== PROBLEM DESCRIPTION ==
All lines in the data bearing the string "BuildEvent" should be identified and copied.

== EXERCISE DATA ==
________________

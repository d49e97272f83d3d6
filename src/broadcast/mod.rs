// SPDX-License-Identifier: MIT
//! Per-session event fan-out.
//!
//! The hub keeps a session → {endpoint → sender} registry. The transport
//! collaborator subscribes on connect, drains the returned receiver into
//! its socket, and unsubscribes on disconnect. Publishing delivers to a
//! snapshot of the membership — never the live map — and a failed
//! delivery removes only that endpoint. There is no replay: a viewer
//! joining mid-build catches up via the synchronous status snapshot.

use std::collections::HashMap;
use std::sync::{Arc, Mutex};

use tokio::sync::mpsc;
use tokio::task::JoinHandle;
use tracing::{debug, warn};

use crate::build::events::BuildEvent;

pub struct BroadcastHub {
    /// session id → endpoint id → event sender.
    subscribers: Mutex<HashMap<String, HashMap<String, mpsc::UnboundedSender<BuildEvent>>>>,
}

impl BroadcastHub {
    pub fn new() -> Self {
        Self {
            subscribers: Mutex::new(HashMap::new()),
        }
    }

    /// Register an endpoint for a session's events. Returns the receiver
    /// the transport drains; dropping it is equivalent to disconnecting.
    /// Subscribing the same endpoint id again replaces its channel.
    pub fn subscribe(
        &self,
        endpoint_id: &str,
        session_id: &str,
    ) -> mpsc::UnboundedReceiver<BuildEvent> {
        let (tx, rx) = mpsc::unbounded_channel();
        let mut subscribers = self.subscribers.lock().expect("subscriber map poisoned");
        subscribers
            .entry(session_id.to_string())
            .or_default()
            .insert(endpoint_id.to_string(), tx);
        debug!(endpoint_id, session_id, "subscriber added");
        rx
    }

    pub fn unsubscribe(&self, endpoint_id: &str, session_id: &str) {
        let mut subscribers = self.subscribers.lock().expect("subscriber map poisoned");
        if let Some(session) = subscribers.get_mut(session_id) {
            session.remove(endpoint_id);
            if session.is_empty() {
                subscribers.remove(session_id);
            }
        }
        debug!(endpoint_id, session_id, "subscriber removed");
    }

    /// Deliver an event to every current subscriber of its session.
    ///
    /// Iterates a snapshot copy so concurrent subscribe/unsubscribe can't
    /// race the delivery loop. A dead endpoint (receiver dropped) is
    /// logged and evicted; the remaining endpoints still get the event.
    pub fn publish(&self, event: BuildEvent) {
        let targets: Vec<(String, mpsc::UnboundedSender<BuildEvent>)> = {
            let subscribers = self.subscribers.lock().expect("subscriber map poisoned");
            match subscribers.get(&event.session_id) {
                Some(session) => session
                    .iter()
                    .map(|(id, tx)| (id.clone(), tx.clone()))
                    .collect(),
                None => return,
            }
        };

        let mut dead: Vec<String> = Vec::new();
        for (endpoint_id, tx) in &targets {
            if tx.send(event.clone()).is_err() {
                warn!(endpoint_id, session_id = %event.session_id, "subscriber unreachable — removing");
                dead.push(endpoint_id.clone());
            }
        }

        if !dead.is_empty() {
            let mut subscribers = self.subscribers.lock().expect("subscriber map poisoned");
            if let Some(session) = subscribers.get_mut(&event.session_id) {
                for endpoint_id in dead {
                    session.remove(&endpoint_id);
                }
                if session.is_empty() {
                    subscribers.remove(&event.session_id);
                }
            }
        }
    }

    pub fn subscriber_count(&self, session_id: &str) -> usize {
        self.subscribers
            .lock()
            .expect("subscriber map poisoned")
            .get(session_id)
            .map(|s| s.len())
            .unwrap_or(0)
    }
}

impl Default for BroadcastHub {
    fn default() -> Self {
        Self::new()
    }
}

/// The dedicated broadcaster loop: drains the build event channel into
/// the hub so producers (queue, runners) never block on subscribers.
pub fn spawn_broadcaster(
    hub: Arc<BroadcastHub>,
    mut rx: mpsc::UnboundedReceiver<BuildEvent>,
) -> JoinHandle<()> {
    tokio::spawn(async move {
        while let Some(event) = rx.recv().await {
            hub.publish(event);
        }
    })
}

________________

== RESPONSE BELOW ==
use crate::build::events::BuildEvent;
    subscribers: Mutex<HashMap<String, HashMap<String, mpsc::UnboundedSender<BuildEvent>>>>,
    ) -> mpsc::UnboundedReceiver<BuildEvent> {
    pub fn publish(&self, event: BuildEvent) {
        let targets: Vec<(String, mpsc::UnboundedSender<BuildEvent>)> = {
    mut rx: mpsc::UnboundedReceiver<BuildEvent>,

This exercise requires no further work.